By Matt Moore
This is the tenth segment of the CBSSports.com Eye on Basketball Elite 100, counting down the top-100 players in the NBA.
Check out the earlier installments: 100-91 | 90-81 | 80-71 | 70-61 | 60-51 | 50-41 | 40-31 | 30-21 | 20-11
We've hit the top ten.
Here we find the ten best players of the NBA. We'll unleash our top five (who you can already figure out) tomorrow, but these players all could reasonably fit in that top five category. The most explosive player in the league is entering only his second year of play. The league's best scorer is criminally underrated still as we wait for him to hit the zenith of his abilities. The five-time champion sits at the bottom, fueled with bitterness and rage at what age and a shocking dismissal in the playoffs has left him. The league's best true point guard has reclaimed his crown.
This is the sixth through tenth best players in the National Basketball Association and where they dribble, Thunder follows. Metaphorical thunder. Not the actual Thunder. Except for one of them. He's on the Thunder. This is confusing. Anyway, 10-6!
10. Blake Griffin, PF, age 22, Los Angeles Clippers
2011 stats: 22.5 ppg, 12.1 rpg, 3.8 apg, 50.6 FG%, 21.93 PER
Composite rankings (random order): 10, 10, 15
It's not all about the dunks. You just have to tell yourself that. It is not, all about the dunks. Yeah, I realize Blake Griffin's rookie season will be most remembered more for his instant YouTube classics than for a pretty drop-step layup, but that's really what it was about. Blake Griffin is an excellent dunker, yes. But he's a better basketball player.
His numbers were terrific and not just for a rookie. For anybody. He went for 22.5 points and 12.1 rebounds per game. That's not just in the category of "Wow, nice rookie year, now let's see what he does next." That's in the "Wow, how can he do much better than that?"

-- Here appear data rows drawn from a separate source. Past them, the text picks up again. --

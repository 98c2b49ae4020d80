/*!
 * Process Run Loop
 *
 * Body of a process runner's dedicated thread. Owns the active and removed
 * collections outright; every other thread reaches them only through the
 * mailbox.
 *
 * # Rounds
 *
 * 1. Reclaim entities removed during the previous round (an idle runner
 *    reclaims them before it blocks)
 * 2. Give every `Running` entity one slice, in queue order
 * 3. Settle entities that reached a terminal state through their hook;
 *    those asked to be removed are tombstoned and extracted after the scan
 *
 * Between rounds the mailbox is swapped and every message applied in FIFO
 * order. With nothing runnable the thread blocks on the mailbox instead.
 */

use super::message::ControlMessage;
use super::process_runner::ProcessShared;
use super::types::RunnerStatus;
use crate::core::id::Pid;
use crate::core::sync::{DoubleBufferedQueue, SwapOutcome};
use crate::core::types::NameHash;
use crate::process::{ProcessEntry, ProcessStatus};
use std::mem;
use std::panic::{catch_unwind, AssertUnwindSafe};
use std::sync::atomic::Ordering;
use std::sync::Arc;
use std::time::Duration;
use tracing::{debug, error, info, trace, warn};

struct Slot {
    entry: ProcessEntry,
    /// Terminal hook already ran
    settled: bool,
    /// Leaves the active list once the current scan ends
    tombstoned: bool,
}

impl Slot {
    fn new(entry: ProcessEntry) -> Self {
        Self {
            entry,
            settled: false,
            tombstoned: false,
        }
    }

    #[inline]
    fn needs_round(&self) -> bool {
        if self.tombstoned {
            return false;
        }
        let status = self.entry.status();
        status == ProcessStatus::Running || (status.is_terminal() && !self.settled)
    }
}

pub(crate) struct RunLoop {
    shared: Arc<ProcessShared>,
    mailbox: DoubleBufferedQueue<ControlMessage>,
    active: Vec<Slot>,
    removed: Vec<ProcessEntry>,
    pause_count: usize,
    time_slice: Duration,
}

impl RunLoop {
    pub(crate) fn new(
        shared: Arc<ProcessShared>,
        mailbox: DoubleBufferedQueue<ControlMessage>,
        time_slice: Duration,
        max_entities: usize,
    ) -> Self {
        Self {
            shared,
            mailbox,
            active: Vec::with_capacity(max_entities),
            removed: Vec::with_capacity(max_entities),
            pause_count: 0,
            time_slice,
        }
    }

    pub(crate) fn run(mut self) -> RunnerStatus {
        let shared = Arc::clone(&self.shared);
        shared.core.set_status(RunnerStatus::Running);
        info!(time_slice_us = self.time_slice.as_micros() as u64, "Process runner loop started");

        while shared.core.status() == RunnerStatus::Running {
            if self.has_runnable() {
                self.run_round();
            } else {
                self.wait_for_messages();
            }
            self.apply_messages();
        }

        self.finish()
    }

    fn has_runnable(&self) -> bool {
        self.active.iter().any(Slot::needs_round)
    }

    fn wait_for_messages(&mut self) {
        self.reclaim();
        self.publish_population();
        self.shared.core.set_status(RunnerStatus::Waiting);
        trace!("Runner idle");
        while !self.mailbox.wait_for_writes(None) {}
        self.shared.core.set_status(RunnerStatus::Running);
    }

    fn run_round(&mut self) {
        self.reclaim();

        let shared = &self.shared;
        let base = self.time_slice;
        shared.core.stats.inc_rounds();

        for slot in self.active.iter_mut() {
            if slot.tombstoned {
                continue;
            }

            if slot.entry.status() == ProcessStatus::Running {
                let slice = slot.entry.requested_slice(base);
                let entry = &mut slot.entry;
                let ran = catch_unwind(AssertUnwindSafe(|| entry.run_slice(slice)));
                shared.core.stats.inc_slices();
                if ran.is_err() {
                    error!(pid = %slot.entry.pid(), name = slot.entry.name(), "Process panicked during slice");
                    slot.entry.set_status(ProcessStatus::Failed);
                }
            }

            if slot.entry.status().is_terminal() && !slot.settled {
                slot.settled = true;
                slot.tombstoned = settle(&mut slot.entry);
            }
        }

        self.extract_tombstoned();
    }

    /// Move tombstoned slots to the removed list, adopting children of
    /// processes that succeeded
    fn extract_tombstoned(&mut self) {
        if !self.active.iter().any(|slot| slot.tombstoned) {
            return;
        }

        let (dead, live): (Vec<Slot>, Vec<Slot>) = mem::take(&mut self.active)
            .into_iter()
            .partition(|slot| slot.tombstoned);
        self.active = live;

        for slot in dead {
            let mut entry = slot.entry;
            if entry.status() == ProcessStatus::Succeeded {
                if let Some(child) = entry.take_child() {
                    self.adopt_child(child);
                }
            }
            self.removed.push(entry);
        }
        self.publish_population();
    }

    fn adopt_child(&mut self, child: ProcessEntry) {
        if !self.shared.accepted_mask.satisfies(child.mask()) {
            warn!(
                pid = %child.pid(),
                parent = ?child.parent_pid(),
                mask = %child.mask(),
                "Runner lacks capabilities for child process; dropping it"
            );
            return;
        }
        self.shared.admitted.fetch_add(1, Ordering::AcqRel);
        debug!(pid = %child.pid(), parent = ?child.parent_pid(), "Adopting child process");
        self.start_entity(child);
    }

    fn reclaim(&mut self) {
        if self.removed.is_empty() {
            return;
        }
        let count = self.removed.len();
        for entry in self.removed.drain(..) {
            self.shared.directory.remove(&entry.pid());
            trace!(pid = %entry.pid(), status = %entry.status(), "Reclaimed process");
        }
        self.shared.admitted.fetch_sub(count, Ordering::AcqRel);
        self.shared.core.stats.add_reclaimed(count as u64);
    }

    fn apply_messages(&mut self) {
        if let SwapOutcome::Pending(unread) = self.mailbox.swap() {
            warn!(unread, "Mailbox read side not drained before swap");
        }
        while let Some(message) = self.mailbox.pop() {
            self.apply(message);
            self.shared.core.mark_applied();
            self.shared.core.stats.inc_messages();
        }
        self.publish_population();
    }

    fn apply(&mut self, message: ControlMessage) {
        trace!(kind = message.kind(), "Applying control message");
        match message {
            ControlMessage::QueueEntity(entry) => self.start_entity(entry),
            ControlMessage::PauseByPid(pid) => {
                let index = self.find_by_pid(pid);
                self.pause(index);
            }
            ControlMessage::PauseByName(hash) => {
                let index = self.find_by_name(hash);
                self.pause(index);
            }
            ControlMessage::ResumeByPid(pid) => {
                let index = self.find_by_pid(pid);
                self.resume(index);
            }
            ControlMessage::ResumeByName(hash) => {
                let index = self.find_by_name(hash);
                self.resume(index);
            }
            ControlMessage::TerminateByPid(pid) => {
                let index = self.find_by_pid(pid);
                self.terminate(index);
            }
            ControlMessage::TerminateByName(hash) => {
                let index = self.find_by_name(hash);
                self.terminate(index);
            }
            ControlMessage::TerminateAll => {
                let count = self.terminate_active();
                info!(count, "Terminated all processes");
            }
            ControlMessage::StopRunner => {
                info!("Stop requested; finishing after this round");
                self.shared.core.set_status(RunnerStatus::WillFinish);
            }
        }
    }

    fn start_entity(&mut self, mut entry: ProcessEntry) {
        entry.set_status(ProcessStatus::Running);
        self.shared.directory.insert(entry.pid(), entry.name_hash());
        entry.process_mut().on_start();
        self.shared.core.stats.inc_started();
        debug!(pid = %entry.pid(), name = entry.name(), priority = entry.priority(), "Process started");
        self.active.push(Slot::new(entry));
    }

    fn find_by_pid(&self, pid: Pid) -> Option<usize> {
        let found = self
            .active
            .iter()
            .position(|slot| !slot.tombstoned && slot.entry.pid() == pid);
        if found.is_none() {
            debug!(pid = %pid, "No active process with pid");
        }
        found
    }

    fn find_by_name(&self, hash: NameHash) -> Option<usize> {
        let found = self
            .active
            .iter()
            .position(|slot| !slot.tombstoned && slot.entry.name_hash() == hash);
        if found.is_none() {
            debug!(name_hash = hash, "No active process with name");
        }
        found
    }

    fn pause(&mut self, index: Option<usize>) {
        let Some(slot) = index.and_then(|i| self.active.get_mut(i)) else {
            return;
        };
        if slot.entry.status() == ProcessStatus::Running {
            slot.entry.set_status(ProcessStatus::Paused);
            slot.entry.process_mut().on_pause();
            self.pause_count += 1;
            debug!(pid = %slot.entry.pid(), paused = self.pause_count, "Process paused");
        }
    }

    fn resume(&mut self, index: Option<usize>) {
        let Some(slot) = index.and_then(|i| self.active.get_mut(i)) else {
            return;
        };
        if slot.entry.status() == ProcessStatus::Paused {
            slot.entry.set_status(ProcessStatus::Running);
            slot.entry.process_mut().on_resume();
            self.pause_count = self.pause_count.saturating_sub(1);
            debug!(pid = %slot.entry.pid(), paused = self.pause_count, "Process resumed");
        }
    }

    /// Marks the process terminated; its termination hook runs next round
    fn terminate(&mut self, index: Option<usize>) {
        let Some(slot) = index.and_then(|i| self.active.get_mut(i)) else {
            return;
        };
        let status = slot.entry.status();
        if status == ProcessStatus::Paused {
            self.pause_count = self.pause_count.saturating_sub(1);
        }
        if status.is_alive() {
            slot.entry.set_status(ProcessStatus::Terminated);
            debug!(pid = %slot.entry.pid(), "Process terminated");
        }
    }

    /// Terminate every active process, run pending termination hooks and move
    /// them all to the removed list
    fn terminate_active(&mut self) -> usize {
        let count = self.active.len();
        for mut slot in mem::take(&mut self.active) {
            if slot.entry.status().is_alive() {
                slot.entry.set_status(ProcessStatus::Terminated);
            }
            if !slot.settled {
                let _ = slot.entry.process_mut().on_termination();
            }
            self.removed.push(slot.entry);
        }
        self.pause_count = 0;
        count
    }

    fn publish_population(&self) {
        self.shared
            .core
            .stats
            .set_population(self.active.len(), self.pause_count);
    }

    fn finish(mut self) -> RunnerStatus {
        let terminated = self.terminate_active();
        self.reclaim();
        let unapplied = self.mailbox.erase_all();
        self.shared.directory.clear();
        self.publish_population();

        self.shared.core.set_status(RunnerStatus::Finished);
        info!(terminated, unapplied, "Process runner finished");
        RunnerStatus::Finished
    }
}

/// Run the hook matching a terminal status; true means "remove me"
fn settle(entry: &mut ProcessEntry) -> bool {
    let status = entry.status();
    let remove = match status {
        ProcessStatus::Succeeded => entry.process_mut().on_success(),
        ProcessStatus::Terminated => entry.process_mut().on_termination(),
        ProcessStatus::Failed => entry.process_mut().on_failure(),
        _ => false,
    };
    debug!(pid = %entry.pid(), status = %status, remove, "Process settled");
    remove
}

Griffin is extremely skilled but what makes him so special is that he's willing to outwork everyone on the floor. He plays harder than everybody while possessing otherworldly ability for a man 6-10. Every time he skies recklessly for a rebound or dives wildly on the floor you fear the worst, but that's what makes Blake Griffin the player he is. He plays the game in a violent, relentless manner. And on top of it, he adds top tier skill and talent with it.
He has some room to grow of course. He needs to refine his jumpshot where he's effective in the pick-and-pop game. He needs to shoot better from the free throw line. He needs to be a bit better in help defense. He should impact games on both ends. But naturally he should improve. He's just 22 and just finished his rookie year.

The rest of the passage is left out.